Reports

‘Evidence Planted’: Citing Forensic Firm Report, Shoma Sen Moves Bombay HC Against UAPA Charges

New Delhi: Professor Shoma Sen, an accused in the Elgar Parishad case, has moved the Bombay high court challenging the charges invoked against her by the National Investigation Agency, under the Unlawful Activities (Prevention) Act.

The academic was arrested in June 2018 and has been lodged in the Byculla women’s prison in Mumbai since then. She is among the dozen academics, lawyers and activists who have been named in the case by the NIA and have been in jail since.

In her plea, Sen cited a report by a US-based digital forensics firm, Arsenal Consulting, that held that a cyber attacker had used malware to infiltrate a laptop belonging to activist Rona Wilson before his arrest.

For at least 22 months before the Pune Police had raided Wilson’s residence in New Delhi and arrested him, the cyber attacker had allegedly gained access to his laptop and planted at least 10 incriminating letters on it in that time, Arsenal Consulting had noted.

The Pune Police, and now NIA, has held that it has recovered letters exchanged between Wilson and members of the Communist Party of India (Maoist) from his computer. NIA has used these alleged letters to also link Wilson to the Elgar Parishad conclave in Pune on December 31, 2017, which police have alleged was funded by Maoists.
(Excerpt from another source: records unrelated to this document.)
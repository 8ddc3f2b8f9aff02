//! Genesis state: the registry contents written before the first block.

use std::collections::HashSet;

use serde::{Deserialize, Serialize};

use super::pool::validate_pool;
use super::{Params, Pool};
use crate::error::RegistryError;

/// Initial (or exported) registry state.
#[derive(Debug, Clone, Default, PartialEq, Eq, Serialize, Deserialize)]
pub struct GenesisState {
    /// Module parameters.
    #[serde(default)]
    pub params: Params,
    /// Counter value to start from. Falls back to
    /// [`Params::starting_pool_number`] when absent.
    #[serde(default)]
    pub next_pool_number: Option<u64>,
    /// Pools carried over from an exported state.
    #[serde(default)]
    pub pools: Vec<Pool>,
}

impl GenesisState {
    /// Returns the counter value genesis will write.
    #[must_use]
    pub fn next_pool_number(&self) -> u64 {
        self.next_pool_number
            .unwrap_or(self.params.starting_pool_number)
    }

    /// Checks params and imported pools.
    ///
    /// # Errors
    ///
    /// Returns [`RegistryError::InvalidGenesis`] when params are invalid, a
    /// pool id repeats or is not below the counter, or a pool is malformed.
    pub fn validate(&self) -> Result<(), RegistryError> {
        self.params.validate()?;

        let next = self.next_pool_number();
        let mut seen = HashSet::with_capacity(self.pools.len());
        for pool in &self.pools {
            if !seen.insert(pool.id) {
                return Err(RegistryError::InvalidGenesis(format!(
                    "duplicate pool id {}",
                    pool.id
                )));
            }
            if pool.id.get() >= next {
                return Err(RegistryError::InvalidGenesis(format!(
                    "pool id {} is not below next pool number {next}",
                    pool.id
                )));
            }
            validate_pool(pool)
                .map_err(|e| RegistryError::InvalidGenesis(format!("pool {}: {e}", pool.id)))?;
        }
        Ok(())
    }
}

#[cfg(test)]
#[allow(clippy::panic)]
mod tests {
    use super::*;
    use crate::domain::PoolId;
    use crate::domain::pool::tests::new_pool;
    use tokio_test::{assert_err, assert_ok};

    fn pool(id: u64) -> Pool {
        let Ok(pool) = new_pool("uatom", "umtrx").into_pool(PoolId::new(id)) else {
            panic!("valid pool");
        };
        pool
    }

    #[test]
    fn counter_defaults_to_starting_pool_number() {
        let genesis = GenesisState::default();
        assert_eq!(genesis.next_pool_number(), 1);

        let genesis = GenesisState {
            next_pool_number: Some(0),
            ..GenesisState::default()
        };
        assert_eq!(genesis.next_pool_number(), 0);
    }

    #[test]
    fn imported_pools_must_be_below_counter() {
        let genesis = GenesisState {
            next_pool_number: Some(3),
            pools: vec![pool(1), pool(2)],
            ..GenesisState::default()
        };
        assert_ok!(genesis.validate());

        let genesis = GenesisState {
            next_pool_number: Some(2),
            pools: vec![pool(2)],
            ..GenesisState::default()
        };
        assert_err!(genesis.validate());
    }

    #[test]
    fn duplicate_pool_ids_are_rejected() {
        let genesis = GenesisState {
            next_pool_number: Some(5),
            pools: vec![pool(1), pool(1)],
            ..GenesisState::default()
        };
        assert!(matches!(
            genesis.validate(),
            Err(RegistryError::InvalidGenesis(_))
        ));
    }

    #[test]
    fn parses_minimal_json() {
        let parsed: Result<GenesisState, _> =
            serde_json::from_str(r#"{"params":{"starting_pool_number":0,"pool_creation_fee":[]}}"#);
        let Ok(genesis) = parsed else {
            panic!("genesis json rejected");
        };
        assert_eq!(genesis.next_pool_number(), 0);
        assert!(genesis.pools.is_empty());
    }
}
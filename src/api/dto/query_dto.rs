//! Response DTOs for the query endpoints.

use serde::{Deserialize, Serialize};
use utoipa::ToSchema;

use super::common_dto::CoinDto;
use super::pool_dto::PoolDto;
use crate::service::{QueryGetPoolResponse, QueryNextPoolNumberResponse, QueryParamsResponse};

/// Module parameters.
#[derive(Debug, Clone, PartialEq, Eq, Serialize, Deserialize, ToSchema)]
pub struct ParamsDto {
    /// Counter value applied at genesis when none is given explicitly.
    pub starting_pool_number: u64,
    /// Fee charged for creating a pool.
    pub pool_creation_fee: Vec<CoinDto>,
    /// Denoms allowed in new pools; empty means unrestricted.
    pub whitelisted_assets: Vec<String>,
}

/// Response for `GetParams`.
#[derive(Debug, Clone, Serialize, Deserialize, ToSchema)]
pub struct ParamsResponse {
    /// Current parameters.
    pub params: ParamsDto,
}

impl From<QueryParamsResponse> for ParamsResponse {
    fn from(resp: QueryParamsResponse) -> Self {
        let params = resp.params;
        Self {
            params: ParamsDto {
                starting_pool_number: params.starting_pool_number,
                pool_creation_fee: params.pool_creation_fee.iter().map(CoinDto::from).collect(),
                whitelisted_assets: params.whitelisted_assets,
            },
        }
    }
}

/// Response for `GetPool`.
#[derive(Debug, Clone, Serialize, Deserialize, ToSchema)]
pub struct PoolResponse {
    /// The stored pool.
    pub pool: PoolDto,
}

impl From<QueryGetPoolResponse> for PoolResponse {
    fn from(resp: QueryGetPoolResponse) -> Self {
        Self {
            pool: PoolDto::from(&resp.pool),
        }
    }
}

/// Response for `GetNextPoolNumber`.
#[derive(Debug, Clone, Copy, Serialize, Deserialize, ToSchema)]
pub struct NextPoolNumberResponse {
    /// Id the next created pool will receive.
    pub pool_id: u64,
}

impl From<QueryNextPoolNumberResponse> for NextPoolNumberResponse {
    fn from(resp: QueryNextPoolNumberResponse) -> Self {
        Self {
            pool_id: resp.pool_id,
        }
    }
}
//! Pool entity and its creation payload.
//!
//! The economic fields are carried verbatim: the registry validates their
//! shape on creation but never prices, swaps or rebalances anything.

use std::collections::HashSet;

use serde::{Deserialize, Serialize};

use super::{Coin, PoolId};
use crate::error::RegistryError;

/// Shares minted to the creator of a new pool: 100 * 10^18.
pub const INIT_POOL_SHARES: u128 = 100_000_000_000_000_000_000;

/// Minimum number of assets in a pool.
pub const MIN_POOL_ASSETS: usize = 2;

/// Maximum number of assets in a pool.
pub const MAX_POOL_ASSETS: usize = 8;

/// Upper bound for any fee expressed in basis points (100%).
pub const MAX_FEE_BPS: u32 = 10_000;

/// Fee settings fixed at pool creation.
#[derive(Debug, Clone, Copy, Default, PartialEq, Eq, Serialize, Deserialize)]
pub struct PoolParams {
    /// Swap fee in basis points.
    pub swap_fee_bps: u32,
    /// Exit fee in basis points.
    pub exit_fee_bps: u32,
}

/// One token held by a pool together with its weight.
#[derive(Debug, Clone, PartialEq, Eq, Serialize, Deserialize)]
pub struct PoolAsset {
    /// Reserve of this token.
    pub token: Coin,
    /// Relative weight of this token in the pool.
    pub weight: u128,
}

/// A liquidity pool record as persisted in the registry.
#[derive(Debug, Clone, PartialEq, Eq, Serialize, Deserialize)]
pub struct Pool {
    /// Unique pool identifier (immutable after creation).
    pub id: PoolId,
    /// Fee settings.
    pub params: PoolParams,
    /// Pool reserves and weights.
    pub assets: Vec<PoolAsset>,
    /// Sum of all asset weights.
    pub total_weight: u128,
    /// Outstanding pool shares, denominated `matrix/pool/{id}`.
    pub total_shares: Coin,
}

impl Pool {
    /// Returns the share denomination used by the pool with the given id.
    #[must_use]
    pub fn share_denom(id: PoolId) -> String {
        format!("matrix/pool/{id}")
    }
}

/// Payload used to create a pool; the registry assigns the id.
#[derive(Debug, Clone, PartialEq, Eq, Serialize, Deserialize)]
pub struct NewPool {
    /// Fee settings.
    pub params: PoolParams,
    /// Initial reserves and weights.
    pub assets: Vec<PoolAsset>,
}

impl NewPool {
    /// Checks the payload shape.
    ///
    /// # Errors
    ///
    /// Returns [`RegistryError::InvalidArgument`] when the asset count is
    /// out of range, a denom is empty or repeated, a weight or amount is zero,
    /// or a fee exceeds 100%.
    pub fn validate(&self) -> Result<(), RegistryError> {
        validate_shape(&self.params, &self.assets)
    }

    /// Builds the pool record that will be stored under `id`.
    ///
    /// # Errors
    ///
    /// Returns [`RegistryError::InvalidArgument`] if the payload is invalid
    /// or the weights overflow when summed.
    pub fn into_pool(self, id: PoolId) -> Result<Pool, RegistryError> {
        self.validate()?;
        let total_weight = total_weight(&self.assets)?;
        Ok(Pool {
            id,
            params: self.params,
            assets: self.assets,
            total_weight,
            total_shares: Coin::new(Pool::share_denom(id), INIT_POOL_SHARES),
        })
    }
}

/// Validates an updated pool before it overwrites the stored one.
///
/// # Errors
///
/// Returns [`RegistryError::InvalidArgument`] on the same shape violations
/// as [`NewPool::validate`], or when `total_weight` disagrees with the assets.
pub fn validate_pool(pool: &Pool) -> Result<(), RegistryError> {
    validate_shape(&pool.params, &pool.assets)?;
    if total_weight(&pool.assets)? != pool.total_weight {
        return Err(RegistryError::InvalidArgument(format!(
            "pool {} total weight does not match its assets",
            pool.id
        )));
    }
    Ok(())
}

fn validate_shape(params: &PoolParams, assets: &[PoolAsset]) -> Result<(), RegistryError> {
    if !(MIN_POOL_ASSETS..=MAX_POOL_ASSETS).contains(&assets.len()) {
        return Err(RegistryError::InvalidArgument(format!(
            "pool must hold between {MIN_POOL_ASSETS} and {MAX_POOL_ASSETS} assets, got {}",
            assets.len()
        )));
    }
    if params.swap_fee_bps > MAX_FEE_BPS || params.exit_fee_bps > MAX_FEE_BPS {
        return Err(RegistryError::InvalidArgument(format!(
            "fees must not exceed {MAX_FEE_BPS} bps"
        )));
    }

    let mut seen = HashSet::with_capacity(assets.len());
    for asset in assets {
        if asset.token.denom.is_empty() {
            return Err(RegistryError::InvalidArgument(
                "asset denom must not be empty".to_string(),
            ));
        }
        if !seen.insert(asset.token.denom.as_str()) {
            return Err(RegistryError::InvalidArgument(format!(
                "duplicate asset denom: {}",
                asset.token.denom
            )));
        }
        if asset.weight == 0 {
            return Err(RegistryError::InvalidArgument(format!(
                "weight of {} must be positive",
                asset.token.denom
            )));
        }
        if asset.token.amount == 0 {
            return Err(RegistryError::InvalidArgument(format!(
                "reserve of {} must be positive",
                asset.token.denom
            )));
        }
    }
    Ok(())
}

fn total_weight(assets: &[PoolAsset]) -> Result<u128, RegistryError> {
    assets.iter().try_fold(0u128, |acc, asset| {
        acc.checked_add(asset.weight)
            .ok_or_else(|| RegistryError::InvalidArgument("total weight overflows".to_string()))
    })
}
Wilson is Sen’s co-accused in the case and had himself approached the high court in February this year for a stay on proceedings against him and the others, citing the report.

Sen said in her plea that the entire case against her was built on electronic evidence that the NIA claimed to have recovered from Wilson’s computer.

According to Bar and Bench, Sen further said that the evidence against her is “forged, hearsay and planted on the device.”

The legal news outlet also reported that her plea noted that verification by an independent source of the “clone copies” submitted by the NIA shows that the evidence was forged and planted.

“Sen pointed out that the Forensic Science Laboratory report was silent on the existence of malware or evidence which could show the electronic evidence was tampered with,” the report noted.

Sen also pleaded that the NIA’s submissions not be considered evidence considering they do not satisfy standards of authenticity.

“In light of the US firm’s report, such evidence must not hold value in the eyes of law,” she has said.

Her counsel Rahul Arote said the plea is yet to be assigned a date of hearing in the high court.

Sen had applied for bail on medical grounds in March last year. A senior citizen, Sen suffers from several ailments that made her more susceptible to contracting COVID-19 while in jail. A special NIA court, however, rejected her bail plea.